Managers who are examining their employee survey results and require themselves to pick “The One Thing” are in essence defining what is important for their organization to stand for. What is the one thing that if done better than anyone else will enable the organization to succeed?
There is another aspect to “The One Thing” that is important and that is you can’t hide from it. When managers have picked 2-3 issues to tackle from their employee survey results they invariably go after “the low hanging fruit”, the easy fixes. While that is all well and good, sometimes after going after the fruit, they never quite get around to tacking the tough issues, the thorns higher up on the branch. Later on they can point to progress made in some areas, after all we got the low hangers, but the real challenges are still the real challenges, those thorns are still as sharp as ever. If managers pick “The One Thing”, when evaluating their progress they either did it or they did not, period.
The challenge is to pick “The One Thing” that has the potential for the greatest across the board impact, and that is where initial effort needs to focus. Which thing is the thread that if pulled will impact all the other threads that make up the organizational tapestry? Where do you concentrate? As you begin to think this through you rapidly come to the realization that picking “The One Thing” does not necessarily lead to any less work or effort to be expended in responding to survey results, it leads to a more focused, a more concentrated effort. In order to successfully accomplish “The One Thing” it is very likely that multiple other things need to be addressed as subtasks as well.

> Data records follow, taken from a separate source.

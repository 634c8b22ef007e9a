//! Board fullness.

use crate::types::Board;
use tracing::instrument;

/// Checks if the board is full (all cells occupied).
#[instrument(skip(board), fields(size = board.size()))]
pub fn is_full(board: &Board) -> bool {
    board.cells().iter().all(|c| !c.is_empty())
}

#[cfg(test)]
mod tests {
    use super::*;
    use crate::types::Mark;

    #[test]
    fn test_empty_board_not_full() {
        let board = Board::new(3).unwrap();
        assert!(!is_full(&board));
    }

    #[test]
    fn test_partial_board_not_full() {
        let mut board = Board::new(3).unwrap();
        board.place(1, 1, Mark::PlayerA);
        assert!(!is_full(&board));
    }

    #[test]
    fn test_full_board() {
        use crate::types::Cell::{PlayerA as X, PlayerB as O};
        let board = Board::from_rows(&[[X, O, X], [X, O, O], [O, X, X]]).unwrap();
        assert!(is_full(&board));
    }
}
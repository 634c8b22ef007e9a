//! Strictly Tic-Tac-Goe - terminal front end
//!
//! Arrow keys move the cursor, space places a mark, escape quits.

#![warn(missing_docs)]
#![forbid(unsafe_code)]

mod app;
mod cli;
mod input;
mod settings;
mod ui;

use anyhow::{Context, Result};
use clap::Parser;
use crossterm::{
    event::{self, Event},
    execute,
    terminal::{EnterAlternateScreen, LeaveAlternateScreen, disable_raw_mode, enable_raw_mode},
};
use ratatui::{
    Terminal,
    backend::{Backend, CrosstermBackend},
};
use std::io;
use std::path::Path;
use strictly_tictacgoe::Game;
use strictly_tictacgoe::render::{outcome_message, render_board};
use tracing::{debug, error, info, instrument};

use app::App;
use cli::Cli;
use settings::Settings;

fn main() -> Result<()> {
    // Load .env file
    dotenvy::dotenv().ok();

    let cli = Cli::parse();
    let settings = Settings::resolve(&cli)?;

    init_tracing(settings.log_file())?;
    info!(size = *settings.size(), "Starting Strictly Tic-Tac-Goe");

    let game = Game::with_size(*settings.size())?;
    let mut app = App::new(game);

    let mut terminal = setup_terminal().context("Failed to open keyboard")?;
    let res = run_app(&mut terminal, &mut app, event::read);
    let restored = restore_terminal(&mut terminal);
    first_error(res, restored)?;

    let status = app.game().status();
    info!(%status, moves = app.game().state().counter(), "Game over");
    if let Some(message) = outcome_message(status) {
        println!("{}", render_board(app.game().state()));
        println!("{}", message);
    }

    Ok(())
}

/// Sends logs to a file so they don't interfere with the board.
fn init_tracing(log_file: &Path) -> Result<()> {
    let file = std::fs::File::create(log_file)
        .with_context(|| format!("Failed to create log file {}", log_file.display()))?;
    let _ = tracing_subscriber::fmt()
        .with_env_filter(
            tracing_subscriber::EnvFilter::try_from_default_env()
                .unwrap_or_else(|_| tracing_subscriber::EnvFilter::new("info")),
        )
        .with_writer(std::sync::Arc::new(file))
        .with_ansi(false)
        .try_init();
    Ok(())
}

/// Enters raw mode and the alternate screen.
#[instrument]
fn setup_terminal() -> Result<Terminal<CrosstermBackend<io::Stdout>>> {
    enable_raw_mode()?;
    let mut stdout = io::stdout();
    if let Err(e) = execute!(stdout, EnterAlternateScreen) {
        let _ = disable_raw_mode();
        return Err(e.into());
    }
    match Terminal::new(CrosstermBackend::new(stdout)) {
        Ok(terminal) => {
            debug!("Terminal ready");
            Ok(terminal)
        }
        Err(e) => {
            let _ = execute!(io::stdout(), LeaveAlternateScreen);
            let _ = disable_raw_mode();
            Err(e.into())
        }
    }
}

fn restore_terminal(terminal: &mut Terminal<CrosstermBackend<io::Stdout>>) -> Result<()> {
    disable_raw_mode()?;
    execute!(terminal.backend_mut(), LeaveAlternateScreen)?;
    terminal.show_cursor()?;
    Ok(())
}

/// Combines the game loop result with the terminal restore result.
///
/// A loop error wins over a restore error; the restore error is logged.
fn first_error(loop_result: Result<()>, restore_result: Result<()>) -> Result<()> {
    match (loop_result, restore_result) {
        (Err(err), restored) => {
            error!(error = ?err, "Game loop error");
            if let Err(restore_err) = restored {
                error!(error = ?restore_err, "Failed to restore terminal");
            }
            Err(err)
        }
        (Ok(()), Err(restore_err)) => {
            error!(error = ?restore_err, "Failed to restore terminal");
            Err(restore_err)
        }
        (Ok(()), Ok(())) => Ok(()),
    }
}

/// Draw, wait for one event, apply it, repeat until the game ends.
///
/// Waiting on `next_event` is the only place the loop blocks. Read errors
/// are shown to the player and the loop keeps waiting.
#[instrument(skip_all)]
fn run_app<B>(
    terminal: &mut Terminal<B>,
    app: &mut App,
    mut next_event: impl FnMut() -> io::Result<Event>,
) -> Result<()>
where
    B: Backend,
    B::Error: Send + Sync + 'static,
{
    loop {
        terminal.draw(|frame| ui::draw(frame, app))?;

        match next_event() {
            Ok(Event::Key(key)) => {
                app.handle_action(input::action_for_event(&key));
            }
            Ok(other) => debug!(event = ?other, "Non-key event ignored"),
            Err(e) => app.report_input_error(&e),
        }

        if app.is_finished() {
            info!(status = %app.game().status(), "Leaving game loop");
            return Ok(());
        }
    }
}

Should an organization pick one standard thing, driven from the top so that everyone is working the same issue or should local managers pick the one that is critical to them at their level? I believe that Sr. Managers should pick “The One Thing” that is critical at their level and they should champion it. They should be held responsible for getting it done and for driving it through the organization. Other managers within the organization should be picking their one thing, which is in support of the top level one thing, within their control, if the organization is to have a concentrated effort in responding to the survey results and actually make a difference on an identified critical dimension. I believe that there are some nuances that will come into play here depending on where an organization resides across the board on some issues, but in general that is the concept.
“The One Thing” can be scary. It is much easier to pick a whole host of issues, knowing that if you do a bit of everything you will likely touch on the ones that are really important to your organization, but you will touch on them in a lukewarm, less focused way. If you are looking for maximal organizational improvement impact “The One Thing”, while likely the most challenging, has the most potential to deliver.